Hi, my name is BottleFly. I live in the office of the Prime Minister of Canada. Today I witnessed an historic occasion. The PM met with his advisers to strategize how to get away with a series of lies. Here is how it went.
The PM came in about 6:30 AM and immediately activated his intergalactic communication system to make his daily report to the central command on his home planet of Bagdolia. His report was short and included something about a G20 conference where he berated humans for being not as smart as he. Then he reported that planning for the take-over of earth by Bagdolians was commencing. The world's militaries were engaged in wars, the financial people where hiding under Campbell Soup cans and the average citizen was preoccupied with trying to figure out if the mattress of their bed was a better place to put money rather than RRSPs.
At 7AM he was joined by a tiny little man named Flabby or Flairty or something like that. The PM told the little guy that the government was going to go into a negative cash position (not a deficit, you understand) and that he had arranged to blame it on the international community. When asked what he had to agree to to get other countries to take the blame, he stated that he had promised them that Canada would accept any and all of their criminals and terrorists as refugees. The little man was pleased.
He then met with the a young looking guy whose head was the same size as his ass - and that was plenty big. He apparently was in charge of letting people into the country. The PM repeated his message to the bloated guy who jumped up and down squealing with glee. "More refugees means more votes," squeaked the rotund one. "I will arrange to pass legislation to make citizen available to refugees in 15 minutes from the time they arrive, so that can vote for us," he continued. The PM concluded the meeting with a curt reminder that the legislation need to submitted as a confidence motion. "Of course, Mr Presi... err, I mean Mr. Prime Minster." The rolly-poly guy then floated out of the office singing "We're in the money!"

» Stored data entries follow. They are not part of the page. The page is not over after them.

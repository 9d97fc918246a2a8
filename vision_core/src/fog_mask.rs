//! Coarse raster of the vision union, used by the fog composite.
//!
//! Each cell stores 1 when its center is inside any vision circle and 0 when
//! fogged. Row 0 is the top of the map (largest world Y), matching panel
//! orientation.

use bevy::math::DVec2;
use bevy::prelude::Resource;

use crate::projection::MapBounds;
use crate::vision::{is_visible, VisionCircle};

pub const FOGGED: u8 = 0;
pub const REVEALED: u8 = 1;

#[derive(Resource, Debug, Clone, Default, PartialEq, Eq)]
pub struct FogMask {
    columns: u32,
    rows: u32,
    cells: Vec<u8>,
}

impl FogMask {
    /// Sample the circles at every cell center over `bounds` on both axes.
    pub fn rasterize(
        circles: &[VisionCircle],
        bounds: MapBounds,
        columns: u32,
        rows: u32,
    ) -> Self {
        let mut cells = Vec::with_capacity(columns as usize * rows as usize);
        for row in 0..rows {
            for column in 0..columns {
                let center = cell_center(bounds, columns, rows, column, row);
                cells.push(if is_visible(center.x, center.y, circles) {
                    REVEALED
                } else {
                    FOGGED
                });
            }
        }
        Self {
            columns,
            rows,
            cells,
        }
    }

    pub fn columns(&self) -> u32 {
        self.columns
    }

    pub fn rows(&self) -> u32 {
        self.rows
    }

    #[inline]
    fn index(&self, column: u32, row: u32) -> Option<usize> {
        if column < self.columns && row < self.rows {
            Some(row as usize * self.columns as usize + column as usize)
        } else {
            None
        }
    }

    pub fn get(&self, column: u32, row: u32) -> Option<u8> {
        self.index(column, row).and_then(|idx| self.cells.get(idx).copied())
    }

    pub fn is_revealed(&self, column: u32, row: u32) -> bool {
        self.get(column, row) == Some(REVEALED)
    }

    pub fn visible_count(&self) -> usize {
        self.cells.iter().filter(|&&cell| cell == REVEALED).count()
    }

    /// Fraction of revealed cells, 0 for an empty mask.
    pub fn coverage(&self) -> f64 {
        if self.cells.is_empty() {
            0.0
        } else {
            self.visible_count() as f64 / self.cells.len() as f64
        }
    }

    /// Row-major cell bytes.
    pub fn as_bytes(&self) -> &[u8] {
        &self.cells
    }

    pub fn is_empty(&self) -> bool {
        self.cells.is_empty()
    }

    pub fn clear(&mut self) {
        self.columns = 0;
        self.rows = 0;
        self.cells.clear();
    }
}

/// World position at the center of a mask cell.
pub fn cell_center(bounds: MapBounds, columns: u32, rows: u32, column: u32, row: u32) -> DVec2 {
    let cell_w = bounds.span() / columns as f64;
    let cell_h = bounds.span() / rows as f64;
    DVec2::new(
        bounds.min + (column as f64 + 0.5) * cell_w,
        bounds.max - (row as f64 + 0.5) * cell_h,
    )
}
#![allow(dead_code)]

use std::path::PathBuf;
use std::sync::Once;

use vision_core::{Alliance, EntityRecord};

static INIT: Once = Once::new();

pub fn ensure_test_config() {
    INIT.call_once(|| {
        let config_path = fixture_path("test_vision_config.json");

        debug_assert!(
            config_path.exists(),
            "missing test vision config at {}",
            config_path.display()
        );

        std::env::set_var("VISION_CONFIG_PATH", &config_path);
    });
}

pub fn fixture_path(name: &str) -> PathBuf {
    PathBuf::from(env!("CARGO_MANIFEST_DIR"))
        .join("tests")
        .join("fixtures")
        .join(name)
}

pub fn friendly(id: &str, asset_type: &str, x: f64, y: f64) -> EntityRecord {
    EntityRecord::new(id)
        .with_alliance(Alliance::Friendly)
        .with_asset_type(asset_type)
        .at(x, y)
}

At 10 AM the PM had a roomful of his cabinet worker bees included a number of women, one of which, she appeared to be Indian or Eskimo or something, was sent to get double-doubles for everyone. "Don't forget the honey glazed," called out a nearly bald guy wearing a wet suit. Everyone laughed.
The PM turned serious and stated, that the reasons for sending the woman minister out for coffee was that he wanted to announce that he was selling Canada's north on E-bay. So far Russia, the US and Denmark Edit HTMLwere bidding the price up. It currently sat at $17.46 (US) and he felt confident that the price would go above $20 before the end of the week. The ministers were squirming in their seat at the news. "Such fun," they chortled. "These humans are so stupid," they gloated. "All hail Bagdolia."
"Now it is important that you carry out your roles as bungling politicians," stated the PM. "The more incompetent you appear, the less the people will focus on what you are doing. Get out their and screw up and don't worry about the press. I have something in store for them. I will tell you about that later."
The office emptied out quickly, including the PM who said something about having to attend an MP sacrifice at Conservative HQs. Some guy named PP?
At 10:30 the woman returned with the coffee and donuts only to find the office empty. She spotted an envelope on the conference table upon which her name was written. She put the coffee and donuts down, spilling an old fashion from the bag onto the floor. She opened the envelope and read the following, "Give my best Comrade Putin, ha ha." Confused she slowly exited the office leaving behind the commistables.
I waited a few minutes in case anyone should come in and when the coast was clear, I swooped down on the old fashion donut and eat my fill.
I can hardly wait until the next cabinet meeting. The talk is almost as yummy as the donuts.